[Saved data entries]
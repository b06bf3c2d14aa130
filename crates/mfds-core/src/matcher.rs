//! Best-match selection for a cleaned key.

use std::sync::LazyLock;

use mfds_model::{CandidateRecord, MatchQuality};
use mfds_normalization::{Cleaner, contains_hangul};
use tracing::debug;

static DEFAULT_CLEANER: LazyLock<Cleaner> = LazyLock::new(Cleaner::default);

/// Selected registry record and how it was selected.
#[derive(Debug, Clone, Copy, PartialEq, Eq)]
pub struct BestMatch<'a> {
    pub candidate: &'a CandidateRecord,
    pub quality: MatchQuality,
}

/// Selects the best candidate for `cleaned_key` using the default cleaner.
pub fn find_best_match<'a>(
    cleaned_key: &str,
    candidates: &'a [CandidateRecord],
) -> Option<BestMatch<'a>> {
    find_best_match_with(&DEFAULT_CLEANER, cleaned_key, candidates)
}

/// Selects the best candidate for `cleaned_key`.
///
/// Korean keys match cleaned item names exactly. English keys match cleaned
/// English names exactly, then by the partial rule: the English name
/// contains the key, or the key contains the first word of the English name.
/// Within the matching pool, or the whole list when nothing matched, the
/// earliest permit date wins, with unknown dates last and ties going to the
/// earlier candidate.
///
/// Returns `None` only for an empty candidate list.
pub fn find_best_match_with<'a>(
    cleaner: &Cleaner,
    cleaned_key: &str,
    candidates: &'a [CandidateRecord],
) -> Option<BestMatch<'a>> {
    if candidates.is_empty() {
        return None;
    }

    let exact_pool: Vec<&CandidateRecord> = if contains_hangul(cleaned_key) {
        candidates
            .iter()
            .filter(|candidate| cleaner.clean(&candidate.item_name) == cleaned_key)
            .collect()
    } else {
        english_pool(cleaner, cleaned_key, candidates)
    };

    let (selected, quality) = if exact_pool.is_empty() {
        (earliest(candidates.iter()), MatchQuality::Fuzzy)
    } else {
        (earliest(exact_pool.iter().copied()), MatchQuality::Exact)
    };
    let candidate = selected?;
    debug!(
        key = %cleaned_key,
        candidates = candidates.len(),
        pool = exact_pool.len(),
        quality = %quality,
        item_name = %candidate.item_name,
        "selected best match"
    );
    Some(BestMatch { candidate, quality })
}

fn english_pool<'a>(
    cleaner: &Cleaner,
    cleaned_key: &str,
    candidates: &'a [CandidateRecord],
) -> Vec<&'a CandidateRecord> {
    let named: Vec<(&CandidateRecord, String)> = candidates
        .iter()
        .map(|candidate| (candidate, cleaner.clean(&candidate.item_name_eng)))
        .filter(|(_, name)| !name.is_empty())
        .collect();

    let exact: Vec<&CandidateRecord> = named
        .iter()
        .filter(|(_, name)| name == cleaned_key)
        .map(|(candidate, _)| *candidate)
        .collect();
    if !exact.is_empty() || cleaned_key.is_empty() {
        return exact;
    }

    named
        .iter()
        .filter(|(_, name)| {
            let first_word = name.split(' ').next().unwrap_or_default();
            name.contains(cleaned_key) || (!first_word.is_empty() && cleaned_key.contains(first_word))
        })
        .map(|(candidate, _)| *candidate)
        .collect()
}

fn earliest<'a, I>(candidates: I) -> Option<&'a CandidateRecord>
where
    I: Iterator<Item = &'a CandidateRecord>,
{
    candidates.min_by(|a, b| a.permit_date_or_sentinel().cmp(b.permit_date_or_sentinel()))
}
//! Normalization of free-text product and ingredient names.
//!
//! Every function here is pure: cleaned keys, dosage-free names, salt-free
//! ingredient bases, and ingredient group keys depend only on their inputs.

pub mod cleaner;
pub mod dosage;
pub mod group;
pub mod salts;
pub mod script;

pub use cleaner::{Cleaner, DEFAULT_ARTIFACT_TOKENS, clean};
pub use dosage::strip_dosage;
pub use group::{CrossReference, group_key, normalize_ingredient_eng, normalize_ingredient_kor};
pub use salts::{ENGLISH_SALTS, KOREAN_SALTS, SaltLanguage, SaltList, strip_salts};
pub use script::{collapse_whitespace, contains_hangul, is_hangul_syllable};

--

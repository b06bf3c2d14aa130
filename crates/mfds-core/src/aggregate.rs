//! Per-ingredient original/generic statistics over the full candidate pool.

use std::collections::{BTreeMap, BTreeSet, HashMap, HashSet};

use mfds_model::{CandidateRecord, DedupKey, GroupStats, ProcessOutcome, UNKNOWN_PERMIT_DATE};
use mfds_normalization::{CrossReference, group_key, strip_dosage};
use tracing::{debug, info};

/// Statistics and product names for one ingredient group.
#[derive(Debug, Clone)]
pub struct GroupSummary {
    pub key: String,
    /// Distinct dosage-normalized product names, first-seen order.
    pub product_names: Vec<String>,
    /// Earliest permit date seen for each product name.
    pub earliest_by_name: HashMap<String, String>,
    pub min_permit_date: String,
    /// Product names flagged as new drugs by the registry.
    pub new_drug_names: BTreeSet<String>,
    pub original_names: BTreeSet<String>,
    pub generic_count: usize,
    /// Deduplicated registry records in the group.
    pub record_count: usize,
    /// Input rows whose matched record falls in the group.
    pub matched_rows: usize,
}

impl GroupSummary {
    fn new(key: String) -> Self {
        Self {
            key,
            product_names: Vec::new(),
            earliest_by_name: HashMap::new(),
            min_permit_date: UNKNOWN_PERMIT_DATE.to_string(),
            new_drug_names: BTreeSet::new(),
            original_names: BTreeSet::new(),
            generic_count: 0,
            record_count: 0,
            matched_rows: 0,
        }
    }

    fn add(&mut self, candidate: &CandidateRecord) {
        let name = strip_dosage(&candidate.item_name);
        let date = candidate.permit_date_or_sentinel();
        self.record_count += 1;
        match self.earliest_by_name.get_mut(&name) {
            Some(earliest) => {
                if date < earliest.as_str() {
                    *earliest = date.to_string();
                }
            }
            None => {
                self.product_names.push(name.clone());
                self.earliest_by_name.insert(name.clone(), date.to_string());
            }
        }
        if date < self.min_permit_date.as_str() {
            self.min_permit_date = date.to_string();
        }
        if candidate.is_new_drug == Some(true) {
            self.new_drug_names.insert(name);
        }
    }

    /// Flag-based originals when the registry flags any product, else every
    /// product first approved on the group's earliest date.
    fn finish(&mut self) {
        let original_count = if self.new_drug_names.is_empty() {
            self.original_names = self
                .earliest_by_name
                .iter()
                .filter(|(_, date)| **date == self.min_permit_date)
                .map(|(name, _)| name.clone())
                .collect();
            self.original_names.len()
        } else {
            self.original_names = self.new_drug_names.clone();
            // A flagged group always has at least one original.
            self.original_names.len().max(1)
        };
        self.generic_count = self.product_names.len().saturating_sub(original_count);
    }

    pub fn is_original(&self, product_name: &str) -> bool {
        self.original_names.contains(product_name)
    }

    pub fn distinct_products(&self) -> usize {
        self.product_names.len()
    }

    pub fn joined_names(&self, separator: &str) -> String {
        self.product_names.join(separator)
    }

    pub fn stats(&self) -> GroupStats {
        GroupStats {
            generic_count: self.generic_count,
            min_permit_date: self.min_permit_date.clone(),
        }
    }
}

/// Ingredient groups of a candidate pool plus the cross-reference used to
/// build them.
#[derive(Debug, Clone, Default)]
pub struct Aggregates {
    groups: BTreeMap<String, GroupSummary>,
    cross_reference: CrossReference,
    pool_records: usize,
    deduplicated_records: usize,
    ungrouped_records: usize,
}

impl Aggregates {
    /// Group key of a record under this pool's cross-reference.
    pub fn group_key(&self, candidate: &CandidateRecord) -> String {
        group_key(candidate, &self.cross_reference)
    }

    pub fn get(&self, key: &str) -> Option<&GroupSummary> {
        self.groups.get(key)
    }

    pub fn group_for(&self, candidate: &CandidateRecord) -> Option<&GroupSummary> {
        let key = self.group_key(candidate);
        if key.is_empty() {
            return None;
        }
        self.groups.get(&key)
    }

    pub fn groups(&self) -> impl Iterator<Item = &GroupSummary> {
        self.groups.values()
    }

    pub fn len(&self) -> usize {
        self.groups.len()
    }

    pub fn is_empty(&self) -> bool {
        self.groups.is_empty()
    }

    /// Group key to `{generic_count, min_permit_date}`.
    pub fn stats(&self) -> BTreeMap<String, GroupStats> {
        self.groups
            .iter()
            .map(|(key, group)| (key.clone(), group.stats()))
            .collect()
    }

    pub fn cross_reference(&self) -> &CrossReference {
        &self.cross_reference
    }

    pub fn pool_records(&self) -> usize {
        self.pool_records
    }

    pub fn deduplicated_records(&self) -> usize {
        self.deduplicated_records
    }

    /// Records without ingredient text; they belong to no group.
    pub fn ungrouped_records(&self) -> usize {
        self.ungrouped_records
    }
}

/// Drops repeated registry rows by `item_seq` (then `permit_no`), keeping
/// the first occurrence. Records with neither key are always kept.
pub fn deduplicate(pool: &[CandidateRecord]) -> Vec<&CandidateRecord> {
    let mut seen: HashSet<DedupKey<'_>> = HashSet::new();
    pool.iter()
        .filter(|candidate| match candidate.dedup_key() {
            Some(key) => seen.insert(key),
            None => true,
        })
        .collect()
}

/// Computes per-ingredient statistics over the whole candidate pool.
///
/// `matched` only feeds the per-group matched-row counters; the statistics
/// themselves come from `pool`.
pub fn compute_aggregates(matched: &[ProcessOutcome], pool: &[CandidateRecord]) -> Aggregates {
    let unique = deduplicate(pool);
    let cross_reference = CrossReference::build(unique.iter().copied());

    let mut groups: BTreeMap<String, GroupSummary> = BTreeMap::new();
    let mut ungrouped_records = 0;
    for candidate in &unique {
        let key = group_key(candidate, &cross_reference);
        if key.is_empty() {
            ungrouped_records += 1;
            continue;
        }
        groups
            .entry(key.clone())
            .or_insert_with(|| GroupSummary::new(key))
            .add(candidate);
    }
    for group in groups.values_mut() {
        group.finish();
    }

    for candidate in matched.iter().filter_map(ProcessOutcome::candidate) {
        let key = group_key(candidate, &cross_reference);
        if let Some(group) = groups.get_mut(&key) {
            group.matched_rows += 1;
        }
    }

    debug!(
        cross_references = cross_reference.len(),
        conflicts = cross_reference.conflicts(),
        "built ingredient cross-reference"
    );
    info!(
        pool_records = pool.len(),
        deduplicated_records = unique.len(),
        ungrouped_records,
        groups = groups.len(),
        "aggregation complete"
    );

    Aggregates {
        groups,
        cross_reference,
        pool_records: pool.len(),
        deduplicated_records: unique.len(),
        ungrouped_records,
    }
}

---

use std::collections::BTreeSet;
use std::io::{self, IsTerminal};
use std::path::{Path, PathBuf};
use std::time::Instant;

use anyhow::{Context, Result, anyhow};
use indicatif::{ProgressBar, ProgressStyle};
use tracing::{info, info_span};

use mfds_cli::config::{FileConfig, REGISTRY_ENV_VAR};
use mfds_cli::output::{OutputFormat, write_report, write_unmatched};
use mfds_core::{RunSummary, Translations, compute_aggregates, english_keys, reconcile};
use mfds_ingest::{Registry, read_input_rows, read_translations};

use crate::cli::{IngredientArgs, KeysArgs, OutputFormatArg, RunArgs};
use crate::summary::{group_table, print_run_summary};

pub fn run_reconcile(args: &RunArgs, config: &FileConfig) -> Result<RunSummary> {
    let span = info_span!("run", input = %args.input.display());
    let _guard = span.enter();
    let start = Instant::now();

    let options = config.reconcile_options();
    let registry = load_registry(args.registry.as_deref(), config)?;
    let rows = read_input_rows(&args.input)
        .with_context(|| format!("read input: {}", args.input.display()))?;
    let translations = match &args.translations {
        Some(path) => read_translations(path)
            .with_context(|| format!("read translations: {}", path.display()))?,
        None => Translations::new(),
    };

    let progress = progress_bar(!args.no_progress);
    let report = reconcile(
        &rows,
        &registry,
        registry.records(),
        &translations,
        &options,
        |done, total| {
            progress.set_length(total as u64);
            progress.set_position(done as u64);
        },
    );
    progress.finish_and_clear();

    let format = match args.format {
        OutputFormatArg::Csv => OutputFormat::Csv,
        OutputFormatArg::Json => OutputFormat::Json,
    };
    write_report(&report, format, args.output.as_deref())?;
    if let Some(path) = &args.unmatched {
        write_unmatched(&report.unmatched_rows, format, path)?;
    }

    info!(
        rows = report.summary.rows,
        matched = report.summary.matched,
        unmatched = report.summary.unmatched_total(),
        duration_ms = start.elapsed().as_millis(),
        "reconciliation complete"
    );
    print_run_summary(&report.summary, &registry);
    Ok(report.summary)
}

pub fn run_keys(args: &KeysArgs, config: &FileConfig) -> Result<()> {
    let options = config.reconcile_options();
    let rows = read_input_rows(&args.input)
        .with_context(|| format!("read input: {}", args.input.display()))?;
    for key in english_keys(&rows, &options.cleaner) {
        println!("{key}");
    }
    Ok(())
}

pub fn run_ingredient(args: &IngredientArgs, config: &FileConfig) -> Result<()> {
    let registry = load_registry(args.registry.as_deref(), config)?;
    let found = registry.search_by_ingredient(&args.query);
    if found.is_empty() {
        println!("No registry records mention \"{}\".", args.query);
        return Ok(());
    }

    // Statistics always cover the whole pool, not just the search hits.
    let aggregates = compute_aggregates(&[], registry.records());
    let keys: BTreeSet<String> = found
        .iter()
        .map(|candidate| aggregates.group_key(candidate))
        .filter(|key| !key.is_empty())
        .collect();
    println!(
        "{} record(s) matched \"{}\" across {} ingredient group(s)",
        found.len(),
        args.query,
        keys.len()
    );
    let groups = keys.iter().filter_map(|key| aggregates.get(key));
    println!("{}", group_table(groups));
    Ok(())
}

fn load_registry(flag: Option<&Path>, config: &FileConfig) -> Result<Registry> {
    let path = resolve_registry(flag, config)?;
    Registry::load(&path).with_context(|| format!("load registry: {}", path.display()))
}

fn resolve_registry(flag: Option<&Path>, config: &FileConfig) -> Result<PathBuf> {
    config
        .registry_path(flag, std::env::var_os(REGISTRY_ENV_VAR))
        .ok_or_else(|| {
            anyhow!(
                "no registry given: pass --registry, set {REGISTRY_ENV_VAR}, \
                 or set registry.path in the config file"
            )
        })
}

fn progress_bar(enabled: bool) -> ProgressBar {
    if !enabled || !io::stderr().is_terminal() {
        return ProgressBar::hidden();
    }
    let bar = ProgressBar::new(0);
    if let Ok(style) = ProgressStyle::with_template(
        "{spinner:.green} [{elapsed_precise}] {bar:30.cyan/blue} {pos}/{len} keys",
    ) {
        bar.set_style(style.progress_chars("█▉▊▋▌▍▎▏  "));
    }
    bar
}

### Work item
Every line in the records above that contains the word "BTreeSet" is to be copied out.

### Written solution
use std::collections::{BTreeMap, BTreeSet, HashMap, HashSet};
    pub new_drug_names: BTreeSet<String>,
    pub original_names: BTreeSet<String>,
            new_drug_names: BTreeSet::new(),
            original_names: BTreeSet::new(),
use std::collections::BTreeSet;
    let keys: BTreeSet<String> = found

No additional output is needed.